Kedua, UKG khususnya UKG 2015 seolah sebagai bentuk program Kemendikbud RI yang mubadzir karena tumpang-tindih dengan program Kemendikbud RI yang lainnya. UKG sepertinya menafikan atau kurang mempercayai proses perolehan dan keberadaan ijazah sarjana kependidikan dan juga sertifikat pendidik para guru cq Lembaga Pendidikan Tenaga Kependidikan (LPTK) yang notabene adalah program Kemendikbud RI juga.

UKG ---tepatnya uji kompetensi keguruan (penguasaan kompetensi profesional dan pedagogik dalam ranah kognitif) pada dasarnya telah lunas dilaksanakan ketika calon guru duduk dibangku kuliah di LPTK, yang kemudian dimatangkan lagi ketika menjadi guru oleh proses sertifikasi.

Sehingga kalaupun harus ada UKG kiranya perlu dipikirkan bagaimana meminimalisir nuansa tumpang-tindih tersebut.

Ketiga, legalitas dan legitimasi UKG yang didiklirkan melalui Permendikbud 57/2012 tentang UKG itu juga masih layak dipertanyakan. Lantaran di dalam UU 20/2003 tentang Sisdiknas dan UU 14/2005 tentang Guru dan Dosen hingga peraturan pelaksana UU tersebut, yakni PP 74/2008 tentang Guru yang kesemua itu diklaim sebagai dasar hukumnya, ternyata tak ada 1pasalpun yang memerintahkan UKG. Melainkan hanya perintah pembinaan dan pengembangan profesi guru secara berkelanjutan.
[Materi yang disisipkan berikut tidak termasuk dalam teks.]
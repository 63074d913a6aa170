use std::net::SocketAddr;
use std::sync::Arc;

use axum::{
    extract::{ConnectInfo, State, WebSocketUpgrade},
    http::{HeaderMap, Method},
    response::Response,
    routing::get,
    Json, Router,
};
use serde::Serialize;
use tokio::net::TcpListener;
use tower_http::cors::{Any, CorsLayer};
use tower_http::trace::TraceLayer;
use tracing::info;

use peerdrop_shared::constants::SIGNALING_PATH;
use peerdrop_shared::PeerRecord;

use crate::config::ServerConfig;
use crate::directory::PeerDirectory;
use crate::error::ServerError;
use crate::hub::{Hub, HubStats};
use crate::session;

#[derive(Clone)]
pub struct AppState {
    pub hub: Hub,
    pub directory: Arc<dyn PeerDirectory>,
    pub config: Arc<ServerConfig>,
}

pub fn build_router(state: AppState) -> Router {
    let cors = CorsLayer::new()
        .allow_origin(Any)
        .allow_methods([Method::GET, Method::OPTIONS])
        .allow_headers(Any);

    Router::new()
        .route(SIGNALING_PATH, get(ws_upgrade))
        .route("/health", get(health_check))
        .route("/api/stats", get(hub_stats))
        .route("/api/peers", get(active_peers))
        .fallback(not_found)
        .layer(cors)
        .layer(TraceLayer::new_for_http())
        .with_state(state)
}

#[derive(Serialize)]
struct HealthResponse {
    status: &'static str,
    version: &'static str,
}

async fn health_check() -> Json<HealthResponse> {
    Json(HealthResponse {
        status: "ok",
        version: env!("CARGO_PKG_VERSION"),
    })
}

async fn hub_stats(State(state): State<AppState>) -> Json<HubStats> {
    Json(state.hub.stats().await)
}

async fn active_peers(State(state): State<AppState>) -> Json<Vec<PeerRecord>> {
    Json(state.directory.active_peers())
}

async fn not_found() -> ServerError {
    ServerError::NotFound("No such route".into())
}

async fn ws_upgrade(
    ws: WebSocketUpgrade,
    ConnectInfo(remote): ConnectInfo<SocketAddr>,
    headers: HeaderMap,
    State(state): State<AppState>,
) -> Result<Response, ServerError> {
    let addr = client_address(&headers, remote, state.config.trust_forwarded_for)?;
    let AppState { hub, config, .. } = state;

    Ok(ws
        .max_message_size(config.max_message_size)
        .on_upgrade(move |socket| session::run(socket, hub, addr, config)))
}

/// Address used to pick the auto-scope room: the first `X-Forwarded-For`
/// entry when trusted and present, otherwise the TCP peer address.
fn client_address(
    headers: &HeaderMap,
    remote: SocketAddr,
    trust_forwarded_for: bool,
) -> Result<String, ServerError> {
    if trust_forwarded_for {
        if let Some(value) = headers.get("x-forwarded-for") {
            let value = value
                .to_str()
                .map_err(|_| ServerError::BadRequest("Invalid X-Forwarded-For header".into()))?;
            if let Some(first) = value.split(',').map(str::trim).find(|s| !s.is_empty()) {
                return Ok(first.to_string());
            }
        }
    }
    Ok(remote.to_string())
}

pub async fn serve(state: AppState, addr: SocketAddr) -> anyhow::Result<()> {
    let listener = TcpListener::bind(addr).await?;
    info!(addr = %addr, "Starting HTTP / signaling server");
    serve_listener(state, listener).await
}

pub async fn serve_listener(state: AppState, listener: TcpListener) -> anyhow::Result<()> {
    let app = build_router(state);
    axum::serve(
        listener,
        app.into_make_service_with_connect_info::<SocketAddr>(),
    )
    .await?;

    Ok(())
}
Dan, kalaupun berdalih demi pembinaan itu lalu pemerintah butuh pemetaan maka system perpangkatan dan penggolongan guru adalah peta kompetensi guru yang komprehensif dan benderang. Kenapa tidak itu saja yang digunakan?

Sebab pada dasarnya system pangkat/golongan adalah refleksi dari prestasi dan dedikasi yang mencerminkan pula penguasaan dan penerapan kompetensi pada UKG, juga pada PKG.

Tanpa menutup mata. Kalaupun memang dirasa masih ada masalah pada penguasaan kompetensi keguruan pada guru-guru kita, mestinya yang pertama-tama perlu dibenahi adalah LPTK-nya.  Dan, bila pula ada problem pada hal pemetaan kompetensi guru melalui pangkat/golongan dan masa kerja, maka yang perlu dievaluasi adalah system kenaikan pangkatnya. Itu saja.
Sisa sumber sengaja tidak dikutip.